• _What you need to do_: Look below for the lines from the one with "skipping unrelated events" to the one with "let id = self.next_id;", and copy exactly those lines, both ends included.

• _Material for this exercise_:
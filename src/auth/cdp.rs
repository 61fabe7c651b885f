// Minimal Chrome DevTools Protocol driver for interactive sign-in
//
// Launch -> Load -> AwaitNavigation -> HarvestCookies -> Close

use base64::engine::general_purpose::STANDARD;
use base64::Engine;
use futures::stream::{SplitSink, SplitStream};
use futures::{SinkExt, StreamExt};
use serde::{Deserialize, Serialize};
use serde_json::{json, Value};
use std::collections::BTreeMap;
use std::path::{Path, PathBuf};
use std::process::Stdio;
use std::time::Duration;
use tokio::net::TcpStream;
use tokio::process::{Child, Command};
use tokio_tungstenite::tungstenite::Message;
use tokio_tungstenite::{MaybeTlsStream, WebSocketStream};
use url::Url;

use crate::error::{AuthError, Result};

type Socket = WebSocketStream<MaybeTlsStream<TcpStream>>;

const WINDOW_WIDTH: u32 = 580;
const WINDOW_HEIGHT: u32 = 530;
const NAVIGATION_POLL: Duration = Duration::from_millis(500);
const PORT_FILE_POLL: Duration = Duration::from_millis(100);

const CHROME_CANDIDATES: [&str; 7] = [
    "google-chrome",
    "google-chrome-stable",
    "chromium",
    "chromium-browser",
    "microsoft-edge",
    "/Applications/Google Chrome.app/Contents/MacOS/Google Chrome",
    r"C:\Program Files\Google\Chrome\Application\chrome.exe",
];

/// Stages of an interactive sign-in
#[derive(Debug, Clone, Copy, PartialEq, Eq)]
pub enum Stage {
    Launch,
    Load,
    AwaitNavigation,
    HarvestCookies,
    Close,
}

/// Cookie as reported by `Network.getCookies`
#[derive(Debug, Clone, PartialEq, Serialize, Deserialize)]
#[serde(rename_all = "camelCase")]
pub struct BrowserCookie {
    pub name: String,
    pub value: String,
    #[serde(default)]
    pub domain: String,
    #[serde(default)]
    pub path: String,
    /// Unix seconds, `-1` for session cookies
    #[serde(default = "session_expiry")]
    pub expires: f64,
    #[serde(default)]
    pub secure: bool,
    #[serde(default)]
    pub http_only: bool,
}

fn session_expiry() -> f64 {
    -1.0
}

impl BrowserCookie {
    /// `Network.setCookie` parameters
    fn set_params(&self) -> Value {
        let mut params = json!({
            "name": self.name,
            "value": self.value,
            "domain": self.domain,
            "path": if self.path.is_empty() { "/" } else { self.path.as_str() },
            "secure": self.secure,
            "httpOnly": self.http_only,
        });
        if self.expires > 0.0 {
            params["expires"] = json!(self.expires);
        }
        params
    }
}

/// Browser launch options
#[derive(Debug, Clone, Default)]
pub struct LaunchOptions {
    pub chrome_path: Option<PathBuf>,
    /// Extra switches, passed as `--key=value`
    pub args: BTreeMap<String, String>,
}

/// Command line switches for an app-mode window on `start_url`
pub fn chrome_args(profile: &Path, start_url: &str, extra: &BTreeMap<String, String>) -> Vec<String> {
    let mut args = vec![
        "--remote-debugging-port=0".to_string(),
        "--remote-allow-origins=*".to_string(),
        format!("--user-data-dir={}", profile.display()),
        "--no-first-run".to_string(),
        "--no-default-browser-check".to_string(),
        "--disable-extensions".to_string(),
        format!("--window-size={},{}", WINDOW_WIDTH, WINDOW_HEIGHT),
        format!("--app={}", start_url),
    ];
    for (key, value) in extra {
        let key = key.trim_start_matches('-');
        if key.is_empty() {
            continue;
        }
        args.push(format!("--{}={}", key, value));
    }
    args
}

/// Placeholder page shown while the site loads
pub fn start_page(site_url: &str) -> String {
    let html = format!(
        "<html><head><title>Connecting to site: {}</title></head>\
         <body style=\"background:#4b4242;color:#fff;font-family:sans-serif;text-align:center\">\
         <h1 style=\"margin-top:160px\">Connecting to site</h1></body></html>",
        crate::templates::escape_param(site_url)
    );
    format!("data:text/html;base64,{}", STANDARD.encode(html))
}

/// Parse `DevToolsActivePort`: the port, then the browser target path
pub fn parse_active_port(content: &str) -> Option<u16> {
    content.lines().next()?.trim().parse().ok()
}

fn find_chrome(explicit: Option<&Path>) -> Result<PathBuf> {
    if let Some(path) = explicit {
        return Ok(path.to_path_buf());
    }
    if let Ok(path) = std::env::var("CHROME_PATH") {
        return Ok(PathBuf::from(path));
    }

    let path_dirs: Vec<PathBuf> = std::env::var_os("PATH")
        .map(|p| std::env::split_paths(&p).collect())
        .unwrap_or_default();
    for candidate in CHROME_CANDIDATES {
        let candidate = Path::new(candidate);
        if candidate.is_absolute() {
            if candidate.exists() {
                return Ok(candidate.to_path_buf());
            }
            continue;
        }
        if let Some(found) = path_dirs.iter().map(|d| d.join(candidate)).find(|p| p.exists()) {
            return Ok(found);
        }
    }

    Err(AuthError::Config(
        "Chrome not found; set chromePath in the config or CHROME_PATH".to_string(),
    ))
}

/// A launched browser; killed on drop
pub struct Browser {
    child: Child,
    _profile: tempfile::TempDir,
    port: u16,
}

impl Browser {
    /// Start Chrome with a throwaway profile and wait for its debugging port
    pub async fn launch(options: &LaunchOptions, start_url: &str) -> Result<Self> {
        let chrome = find_chrome(options.chrome_path.as_deref())?;
        let profile = tempfile::Builder::new().prefix("spauth-chrome").tempdir()?;
        let args = chrome_args(profile.path(), start_url, &options.args);
        tracing::debug!("Launching {} {:?}", chrome.display(), args);

        let mut child = Command::new(&chrome)
            .args(&args)
            .stdin(Stdio::null())
            .stdout(Stdio::null())
            .stderr(Stdio::null())
            .kill_on_drop(true)
            .spawn()
            .map_err(|e| AuthError::Config(format!("Cannot start {}: {}", chrome.display(), e)))?;

        let port_file = profile.path().join("DevToolsActivePort");
        let port = loop {
            if let Ok(content) = tokio::fs::read_to_string(&port_file).await {
                if let Some(port) = parse_active_port(&content) {
                    break port;
                }
            }
            if let Ok(Some(status)) = child.try_wait() {
                return Err(AuthError::Protocol(format!("Browser exited early: {}", status)));
            }
            tokio::time::sleep(PORT_FILE_POLL).await;
        };

        Ok(Self {
            child,
            _profile: profile,
            port,
        })
    }

    /// Attach to the first page target
    pub async fn page(&self, client: &reqwest::Client) -> Result<CdpSession> {
        #[derive(Deserialize)]
        #[serde(rename_all = "camelCase")]
        struct Target {
            #[serde(rename = "type")]
            kind: String,
            #[serde(default)]
            web_socket_debugger_url: String,
        }

        let list_url = format!("http://127.0.0.1:{}/json/list", self.port);
        let targets: Vec<Target> = client.get(&list_url).send().await?.json().await?;
        let ws_url = targets
            .into_iter()
            .find(|t| t.kind == "page" && !t.web_socket_debugger_url.is_empty())
            .map(|t| t.web_socket_debugger_url)
            .ok_or_else(|| AuthError::Protocol("Browser has no page target".to_string()))?;

        CdpSession::connect(&ws_url).await
    }

    pub async fn close(mut self) {
        if let Err(e) = self.child.kill().await {
            tracing::debug!("Browser already gone: {}", e);
        }
    }
}

/// JSON-RPC session with one DevTools target
pub struct CdpSession {
    write: SplitSink<Socket, Message>,
    read: SplitStream<Socket>,
    next_id: u64,
}

impl CdpSession {
    pub async fn connect(ws_url: &str) -> Result<Self> {
        let (socket, _) = tokio_tungstenite::connect_async(ws_url)
            .await
            .map_err(|e| AuthError::Protocol(format!("DevTools connection failed: {}", e)))?;
        let (write, read) = socket.split();
        Ok(Self {
            write,
            read,
            next_id: 0,
        })
    }

    /// Send a command and wait for its result, skipping unrelated events
    pub async fn call(&mut self, method: &str, params: Value) -> Result<Value> {
        self.next_id += 1;
        let id = self.next_id;
        let request = json!({ "id": id, "method": method, "params": params });

        self.write
            .send(Message::Text(request.to_string().into()))
            .await
            .map_err(|e| closed(method, e))?;

        while let Some(msg) = self.read.next().await {
            let msg = msg.map_err(|e| closed(method, e))?;
            let text = match msg {
                Message::Text(text) => text,
                Message::Close(_) => break,
                _ => continue,
            };
            let payload: Value = match serde_json::from_str(text.as_str()) {
                Ok(v) => v,
                Err(_) => continue,
            };
            if payload["id"].as_u64() != Some(id) {
                continue;
            }
            if let Some(error) = payload.get("error") {
                return Err(AuthError::Protocol(format!(
                    "{} failed: {}",
                    method,
                    error["message"].as_str().unwrap_or("unknown error")
                )));
            }
            return Ok(payload["result"].clone());
        }

        Err(AuthError::Protocol(
            "Browser window closed before sign-in completed".to_string(),
        ))
    }

    pub async fn set_cookies(&mut self, cookies: &[BrowserCookie]) -> Result<()> {
        for cookie in cookies {
            self.call("Network.setCookie", cookie.set_params()).await?;
        }
        Ok(())
    }

    pub async fn navigate(&mut self, url: &str) -> Result<()> {
        self.call("Page.navigate", json!({ "url": url })).await.map(|_| ())
    }

    pub async fn location(&mut self) -> Result<String> {
        let result = self
            .call(
                "Runtime.evaluate",
                json!({ "expression": "window.location.href", "returnByValue": true }),
            )
            .await?;
        Ok(result["result"]["value"].as_str().unwrap_or_default().to_string())
    }

    pub async fn cookies(&mut self) -> Result<Vec<BrowserCookie>> {
        let result = self.call("Network.getCookies", json!({})).await?;
        serde_json::from_value(result["cookies"].clone())
            .map_err(|e| AuthError::Protocol(format!("Invalid cookie list: {}", e)))
    }
}

fn closed(method: &str, e: impl std::fmt::Display) -> AuthError {
    AuthError::Protocol(format!("Browser connection lost during {}: {}", method, e))
}

/// Whether `current` is the site itself or a page below it
fn is_on_site(current: &str, site: &Url) -> bool {
    let current = match Url::parse(current) {
        Ok(url) => url,
        Err(_) => return false,
    };
    if current.origin() != site.origin() {
        return false;
    }
    let prefix = site.path().trim_end_matches('/').to_lowercase();
    let path = current.path().to_lowercase();
    prefix.is_empty() || path == prefix || path.starts_with(&format!("{}/", prefix))
}

/// Load the site, wait until the page is back on it, then read its cookies
pub async fn sign_in(
    session: &mut CdpSession,
    site_url: &str,
    seed: &[BrowserCookie],
) -> Result<Vec<BrowserCookie>> {
    let site = Url::parse(site_url)
        .map_err(|e| AuthError::Validation(format!("Invalid siteUrl {}: {}", site_url, e)))?;
    let mut stage = Stage::Load;
    tracing::debug!(?stage, "Seeding {} cookies", seed.len());
    session.set_cookies(seed).await?;
    session.navigate(site_url).await?;

    stage = Stage::AwaitNavigation;
    tracing::debug!(?stage, "Waiting for navigation back to {}", site_url);
    loop {
        let current = session.location().await?;
        if is_on_site(&current, &site) {
            break;
        }
        tokio::time::sleep(NAVIGATION_POLL).await;
    }

    stage = Stage::HarvestCookies;
    let cookies = session.cookies().await?;
    tracing::debug!(?stage, "Harvested {} cookies", cookies.len());
    if cookies.is_empty() {
        return Err(AuthError::Protocol("Can't get authentication cookies".to_string()));
    }
    Ok(cookies)
}

/// Full interactive flow with a browser window, bounded by `timeout`
pub async fn interactive_sign_in(
    client: &reqwest::Client,
    options: &LaunchOptions,
    site_url: &str,
    seed: &[BrowserCookie],
    timeout: Duration,
) -> Result<Vec<BrowserCookie>> {
    let flow = async {
        tracing::debug!(stage = ?Stage::Launch, "Starting browser sign-in for {}", site_url);
        let browser = Browser::launch(options, &start_page(site_url)).await?;
        let result = match browser.page(client).await {
            Ok(mut session) => sign_in(&mut session, site_url, seed).await,
            Err(e) => Err(e),
        };
        tracing::debug!(stage = ?Stage::Close, "Closing browser");
        browser.close().await;
        result
    };

    // A timed out flow drops the browser, which kills the process
    tokio::time::timeout(timeout, flow).await.unwrap_or_else(|_| {
        Err(AuthError::Protocol(format!(
            "Interactive sign-in did not complete within {}s",
            timeout.as_secs()
        )))
    })
}
#[async_trait]
impl CredentialStrategy for NtlmStrategy {
    fn kind(&self) -> StrategyKind {
        StrategyKind::Ntlm
    }

    fn site_url(&self) -> &str {
        &self.config.site_url
    }

    fn context(&self) -> &AuthContext {
        &self.ctx
    }

    fn set_master_key(&mut self, key: &str) {
        self.crypter = SecretCrypter::new(Some(key));
    }

    fn parse_config(&mut self, bytes: &[u8]) -> Result<()> {
        let mut config: NtlmConfig = serde_json::from_slice(bytes)?;
        config.password = credentials::decode_secret(&self.crypter, &config.password);
        config.username = credentials::qualify_username(&config.username, config.domain.as_deref());
        self.config = config;
        Ok(())
    }

    fn write_config(&self, path: &Path) -> Result<()> {
        let mut config = self.config.clone();
        config.password = credentials::encode_secret(&self.crypter, &config.password)?;
        credentials::write_config_file(path, self.kind(), &config)
    }

    fn cache_key(&self) -> Result<String> {
        let site = credentials::parse_site_url(&self.config.site_url)?;
        Ok(cache_key(
            &credentials::host_key(&site),
            self.strategy(),
            &[&self.config.username, &self.config.password],
        ))
    }

    fn scheme(&self) -> AuthScheme {
        AuthScheme::None
    }

    /// The handshake is per request, so there is no token to hand out
    async fn get_auth(&self) -> Result<AuthToken> {
        Ok(AuthToken::new(String::new(), Utc::now() + Duration::hours(1)))
    }

    async fn set_auth(&self, _request: &mut Request, transport: &mut Transport) -> Result<()> {
        credentials::require("username", &self.config.username)?;
        *transport = Transport::Ntlm(self.credentials());
        Ok(())
    }
}

#[cfg(test)]
mod tests {
    use super::*;
    use reqwest::header::AUTHORIZATION;

    fn challenge(flags: u32, target_info: &[u8]) -> Vec<u8> {
        let mut msg = vec![0u8; 48];
        msg[0..8].copy_from_slice(SIGNATURE);
        msg[8..12].copy_from_slice(&2u32.to_le_bytes());
        msg[20..24].copy_from_slice(&flags.to_le_bytes());
        msg[24..32].copy_from_slice(&[1, 2, 3, 4, 5, 6, 7, 8]);
        msg[40..42].copy_from_slice(&(target_info.len() as u16).to_le_bytes());
        msg[44..48].copy_from_slice(&48u32.to_le_bytes());
        msg.extend_from_slice(target_info);
        msg
    }

    #[test]
    fn test_credentials_split_domain() {
        let creds = NtlmCredentials::new("CONTOSO\\john", "p");
        assert_eq!(creds.username(), "john");
        assert_eq!(creds.domain(), Some("CONTOSO"));

        let creds = NtlmCredentials::new("john@contoso.com", "p");
        assert_eq!(creds.username(), "john");
        assert_eq!(creds.domain(), Some("contoso.com"));

        let creds = NtlmCredentials::new("john", "p");
        assert_eq!(creds.domain(), None);
    }

    #[test]
    fn test_debug_hides_password() {
        let creds = NtlmCredentials::new("john", "hunter2");
        assert!(!format!("{:?}", creds).contains("hunter2"));
    }

    #[test]
    fn test_negotiate_header() {
        let value = NtlmCredentials::new("john", "p").negotiate_header().unwrap();
        let value = value.to_str().unwrap();
        let decoded = STANDARD.decode(value.strip_prefix("NTLM ").unwrap()).unwrap();
        assert_eq!(&decoded[0..8], SIGNATURE);
        assert_eq!(read_u32(&decoded, 8), 1);
    }

    #[test]
    fn test_parse_type2_with_target_info() {
        let info = [2u8, 0, 2, 0, b'D', 0, 0, 0, 0, 0];
        let parsed = parse_type2_message(&challenge(NEGOTIATE_UNICODE | NEGOTIATE_TARGET_INFO, &info)).unwrap();
        assert_eq!(parsed.server_challenge, [1, 2, 3, 4, 5, 6, 7, 8]);
        assert_eq!(parsed.target_info.as_deref(), Some(&info[..]));
        assert!(parsed.target_name.is_none());
    }

    #[test]
    fn test_parse_type2_rejects_garbage() {
        assert!(parse_type2_message(b"short").is_err());
        let mut msg = challenge(NEGOTIATE_UNICODE, &[]);
        msg[8] = 3;
        assert!(parse_type2_message(&msg).is_err());
    }

    #[test]
    fn test_authenticate_header_layout() {
        let mut headers = HeaderMap::new();
        headers.append(WWW_AUTHENTICATE, HeaderValue::from_static("Negotiate"));
        headers.append(
            WWW_AUTHENTICATE,
            HeaderValue::from_str(&format!("NTLM {}", STANDARD.encode(challenge(NEGOTIATE_UNICODE, &[])))).unwrap(),
        );

        let creds = NtlmCredentials::new("CONTOSO\\john", "p").with_workstation("WS");
        let value = creds.authenticate_header(&headers).unwrap();
        let msg = STANDARD
            .decode(value.to_str().unwrap().strip_prefix("NTLM ").unwrap())
            .unwrap();

        assert_eq!(read_u32(&msg, 8), 3);
        // LMv2 response is always 24 bytes at offset 64
        assert_eq!(read_u16(&msg, 12), 24);
        assert_eq!(read_u32(&msg, 16), 64);
        // Username buffer decodes back to the bare user
        let len = read_u16(&msg, 36);
        let offset = read_u32(&msg, 40) as usize;
        assert_eq!(&msg[offset..offset + len], &to_utf16le("john")[..]);
    }

    #[tokio::test]
    async fn test_set_auth_switches_transport_only() {
        let dir = tempfile::tempdir().unwrap();
        let ctx = AuthContext::new(crate::config::AuthSettings::for_testing(dir.path().into())).unwrap();
        let strategy = NtlmStrategy::with_config(
            ctx,
            NtlmConfig {
                site_url: "http://sp.contoso.local".to_string(),
                username: "john".to_string(),
                password: "p".to_string(),
                domain: Some("CONTOSO".to_string()),
                workstation: None,
            },
        );

        let mut request = Request::new(reqwest::Method::GET, "http://sp.contoso.local/_api/web".parse().unwrap());
        let mut transport = Transport::Direct;
        strategy.set_auth(&mut request, &mut transport).await.unwrap();

        assert!(request.headers().get(AUTHORIZATION).is_none());
        match transport {
            Transport::Ntlm(creds) => {
                assert_eq!(creds.username(), "john");
                assert_eq!(creds.domain(), Some("CONTOSO"));
            }
            Transport::Direct => panic!("transport not switched"),
        }
    }
}
use std::sync::Arc;

use arrow::datatypes::{
    DECIMAL128_MAX_PRECISION, DECIMAL256_MAX_PRECISION, DataType, Field, Schema, TimeUnit,
};
use rowcast_core::{DEFAULT_TIMESTAMP_PRECISION, FieldDef, FieldDefs, LogicalTypeRoot};

use crate::error::ArrowConvertError;

const DEFAULT_DECIMAL_PRECISION: u8 = 38;
const DEFAULT_DECIMAL_SCALE: i8 = 10;

/// Converts a schema descriptor into an Arrow `Schema`.
///
/// Zone-aware timestamp roots map to UTC timestamps; the timestamp unit is
/// the coarsest one that holds the declared fractional precision. Decimals
/// up to 38 digits map to `Decimal128`, wider ones to `Decimal256`.
pub fn field_defs_to_arrow_schema(fields: &FieldDefs) -> Result<Schema, ArrowConvertError> {
    let arrow_fields = fields
        .iter()
        .map(field_def_to_arrow_field)
        .collect::<Result<Vec<_>, _>>()?;
    Ok(Schema::new(arrow_fields))
}

fn field_def_to_arrow_field(f: &FieldDef) -> Result<Field, ArrowConvertError> {
    Ok(Field::new(&f.name, field_def_to_datatype(f)?, f.nullable))
}

fn field_def_to_datatype(f: &FieldDef) -> Result<DataType, ArrowConvertError> {
    let dt = match f.type_root {
        LogicalTypeRoot::Boolean => DataType::Boolean,
        LogicalTypeRoot::TinyInt => DataType::Int8,
        LogicalTypeRoot::SmallInt => DataType::Int16,
        LogicalTypeRoot::Integer => DataType::Int32,
        LogicalTypeRoot::BigInt => DataType::Int64,
        LogicalTypeRoot::Float => DataType::Float32,
        LogicalTypeRoot::Double => DataType::Float64,
        LogicalTypeRoot::Decimal => {
            let precision = match f.precision {
                None => DEFAULT_DECIMAL_PRECISION,
                Some(p) => u8::try_from(p)
                    .ok()
                    .filter(|p| (1..=DECIMAL256_MAX_PRECISION).contains(p))
                    .ok_or_else(|| ArrowConvertError::UnsupportedPrecision {
                        name: f.name.clone(),
                        precision: p,
                    })?,
            };
            let scale = match f.scale {
                Some(s) => i8::try_from(s).map_err(|_| unsupported(f))?,
                None if f.precision.is_some() => 0,
                None => DEFAULT_DECIMAL_SCALE,
            };
            if precision <= DECIMAL128_MAX_PRECISION {
                DataType::Decimal128(precision, scale)
            } else {
                DataType::Decimal256(precision, scale)
            }
        }
        LogicalTypeRoot::Char | LogicalTypeRoot::VarChar if f.large_object => DataType::LargeUtf8,
        LogicalTypeRoot::Char | LogicalTypeRoot::VarChar => DataType::Utf8,
        LogicalTypeRoot::Binary | LogicalTypeRoot::VarBinary => DataType::Binary,
        LogicalTypeRoot::Date => DataType::Date32,
        LogicalTypeRoot::TimeWithoutTimeZone => DataType::Time64(TimeUnit::Nanosecond),
        LogicalTypeRoot::TimestampWithoutTimeZone
        | LogicalTypeRoot::TimestampWithTimeZone
        | LogicalTypeRoot::TimestampWithLocalTimeZone => {
            let precision = f
                .precision
                .unwrap_or(u32::from(DEFAULT_TIMESTAMP_PRECISION));
            let unit = match precision {
                0 => TimeUnit::Second,
                1..=3 => TimeUnit::Millisecond,
                4..=6 => TimeUnit::Microsecond,
                _ => TimeUnit::Nanosecond,
            };
            let tz = f
                .type_root
                .is_zoned()
                .then(|| Arc::from(crate::TIMESTAMP_TZ));
            DataType::Timestamp(unit, tz)
        }
        _ => return Err(unsupported(f)),
    };
    Ok(dt)
}

fn unsupported(f: &FieldDef) -> ArrowConvertError {
    ArrowConvertError::UnsupportedType {
        name: f.name.clone(),
        type_root: f.type_root,
    }
}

• _Response to the task_:
    /// Send a command and wait for its result, skipping unrelated events
    pub async fn call(&mut self, method: &str, params: Value) -> Result<Value> {
        self.next_id += 1;
        let id = self.next_id;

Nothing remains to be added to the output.